By Blaise Wabo, associate director, A-LIGN.
As the technology industry continues to experience continuous, rapid change and advancements, other industries are faced with the challenge of incorporating these new technologies, creating rules and regulations in order to ensure the safety and privacy of consumers and businesses. In 2020, technology will continue to lead to new developments in the healthcare industry, but will also leave room for new threats. In particular, telehealth will grow in popularity for both doctors and their patients, allowing for streamlined communication, more convenient consultations, an increase in treatment accuracy and the ability for patients to receive healthcare anywhere in the world.
As the health industry normalizes digitizing health data and providing telehealth services, we must also prepare for what lies in the year ahead for healthcare and data privacy – specifically as it relates to a rise in cyber threats, increase in regulations and the adoption of blockchain.

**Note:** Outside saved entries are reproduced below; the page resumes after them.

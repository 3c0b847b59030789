mod guard;
mod locks;

use std::fmt;
use std::path::PathBuf;
use std::sync::Arc;

use chrono::{DateTime, Utc};
use futures::stream::{self, StreamExt};
use serde::Serialize;
use thiserror::Error;
use tokio::fs;
use tracing::{info, warn};

use crate::config::UpnextConfig;
use crate::guide::ProgramEntry;
use crate::library::MediaFileRecord;
use crate::matcher::{MatchResult, Matcher};
use crate::media::{ClipExtractor, ClipOutcome, CommandExecutor, OffsetSource};

pub use guard::{artifact_path, is_processed, sanitize_title};
pub use locks::TitleLocks;

#[derive(Debug, Error)]
pub enum PipelineError {
    #[error("failed to prepare output directory {path}: {source}")]
    OutputDir {
        source: std::io::Error,
        path: PathBuf,
    },
}

pub type PipelineResult<T> = Result<T, PipelineError>;

#[derive(Debug, Clone, Copy, PartialEq, Eq, Hash, Serialize)]
#[serde(rename_all = "kebab-case")]
pub enum ProgramStatus {
    Processed,
    SkippedAlreadyDone,
    NoMatch,
    ExtractionFailed,
}

impl fmt::Display for ProgramStatus {
    fn fmt(&self, f: &mut fmt::Formatter<'_>) -> fmt::Result {
        let label = match self {
            ProgramStatus::Processed => "processed",
            ProgramStatus::SkippedAlreadyDone => "skipped-already-done",
            ProgramStatus::NoMatch => "no-match",
            ProgramStatus::ExtractionFailed => "extraction-failed",
        };
        write!(f, "{label}")
    }
}

#[derive(Debug, Clone, Serialize)]
pub struct ProgramOutcome {
    pub title: String,
    pub status: ProgramStatus,
    #[serde(skip_serializing_if = "Option::is_none")]
    pub matched: Option<MatchResult>,
    #[serde(skip_serializing_if = "Option::is_none")]
    pub clip: Option<ClipOutcome>,
    #[serde(skip_serializing_if = "Option::is_none")]
    pub error: Option<String>,
}

impl ProgramOutcome {
    fn new(title: &str, status: ProgramStatus) -> Self {
        Self {
            title: title.to_string(),
            status,
            matched: None,
            clip: None,
            error: None,
        }
    }
}

#[derive(Debug, Clone, Serialize)]
pub struct PipelineReport {
    pub outcomes: Vec<ProgramOutcome>,
    pub started_at: DateTime<Utc>,
    pub completed_at: DateTime<Utc>,
}

impl PipelineReport {
    pub fn count(&self, status: ProgramStatus) -> usize {
        self.outcomes
            .iter()
            .filter(|outcome| outcome.status == status)
            .count()
    }

    pub fn status_of(&self, title: &str) -> Option<ProgramStatus> {
        self.outcomes
            .iter()
            .find(|outcome| outcome.title == title)
            .map(|outcome| outcome.status)
    }

    pub fn has_failures(&self) -> bool {
        self.count(ProgramStatus::ExtractionFailed) > 0
    }
}

/// Runs one batch: guard, match, extract, for every guide entry in order.
///
/// Per-program problems end up in the report; only an unusable output
/// directory fails the batch.
#[derive(Clone)]
pub struct Pipeline {
    output_dir: PathBuf,
    matcher: Matcher,
    extractor: ClipExtractor,
    locks: TitleLocks,
    concurrency: usize,
}

impl fmt::Debug for Pipeline {
    fn fmt(&self, f: &mut fmt::Formatter<'_>) -> fmt::Result {
        f.debug_struct("Pipeline")
            .field("output_dir", &self.output_dir)
            .field("matcher", &self.matcher)
            .field("extractor", &self.extractor)
            .field("concurrency", &self.concurrency)
            .finish()
    }
}

impl Pipeline {
    pub fn new(config: &UpnextConfig, executor: Option<Arc<dyn CommandExecutor>>) -> Self {
        Self {
            output_dir: config.paths.output_dir.clone(),
            matcher: Matcher::new(config.matching.threshold),
            extractor: ClipExtractor::new(config, executor),
            locks: TitleLocks::new(),
            concurrency: config.limits.max_concurrent_extractions.max(1),
        }
    }

    pub fn with_offset_source(mut self, offsets: Arc<dyn OffsetSource>) -> Self {
        self.extractor = self.extractor.with_offset_source(offsets);
        self
    }

    pub async fn process_programs(
        &self,
        programs: &[ProgramEntry],
        files: &[MediaFileRecord],
    ) -> PipelineResult<PipelineReport> {
        let started_at = Utc::now();
        fs::create_dir_all(&self.output_dir)
            .await
            .map_err(|source| PipelineError::OutputDir {
                source,
                path: self.output_dir.clone(),
            })?;
        info!(
            programs = programs.len(),
            files = files.len(),
            concurrency = self.concurrency,
            "processing guide batch"
        );

        let outcomes: Vec<ProgramOutcome> = stream::iter(programs)
            .map(|program| self.process_program(program, files))
            .buffered(self.concurrency)
            .collect()
            .await;

        let report = PipelineReport {
            outcomes,
            started_at,
            completed_at: Utc::now(),
        };
        info!(
            processed = report.count(ProgramStatus::Processed),
            skipped = report.count(ProgramStatus::SkippedAlreadyDone),
            no_match = report.count(ProgramStatus::NoMatch),
            failed = report.count(ProgramStatus::ExtractionFailed),
            "batch complete"
        );
        Ok(report)
    }

    async fn process_program(
        &self,
        program: &ProgramEntry,
        files: &[MediaFileRecord],
    ) -> ProgramOutcome {
        let title = program.title.trim();
        let _lock = self.locks.acquire(&sanitize_title(title)).await;

        if is_processed(title, &self.output_dir) {
            return ProgramOutcome::new(title, ProgramStatus::SkippedAlreadyDone);
        }

        info!(title, category = %program.category, "processing program");
        let Some(matched) = self
            .matcher
            .find_best_match(title, files, program.match_year())
        else {
            warn!(title, "no suitable file found");
            return ProgramOutcome::new(title, ProgramStatus::NoMatch);
        };

        let result = self
            .extractor
            .extract_clip(title, &matched.path, &self.output_dir)
            .await;
        let mut outcome = ProgramOutcome::new(title, ProgramStatus::Processed);
        outcome.matched = Some(matched);
        match result {
            Ok(clip) => outcome.clip = Some(clip),
            Err(error) => {
                warn!(title, %error, "clip extraction failed");
                outcome.status = ProgramStatus::ExtractionFailed;
                outcome.error = Some(error.to_string());
            }
        }
        outcome
    }
}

Protecting Privacy in the Wake of Cyber Threats
Today, telehealth is segmented, essentially meaning that “walls” exist in the network that protect data and act as a defense against hackers and cyber criminals. However, in the coming year, many networks will be streamlined and optimized into an end-to-end solution, likely under the umbrella of one vendor and cutting out third party applications. This has the potential to minimize costs, resources and time. However, accelerating digital health convergence in this way will open the door for network security vulnerabilities. Ultimately, this will provide hackers new avenues to access private patient data and find ways around pre-existing cyber defense mechanisms.
This increase in cyber threats due to the implementation of end-to-end solutions is something that the healthcare industry cannot be prepared for without proper regulation and a dedication to provider compliance.
Increasing and Reforming Regulations
As telehealth becomes a normalcy in patient-provider communication in 2020, we will see a rapidly evolving regulatory environment in order to combat the increase in cybersecurity threats and data breaches. This will lead to a need for additional regulatory compliance codes and demand for more security compliance assessments for healthcare providers and organizations engaging with personal health data.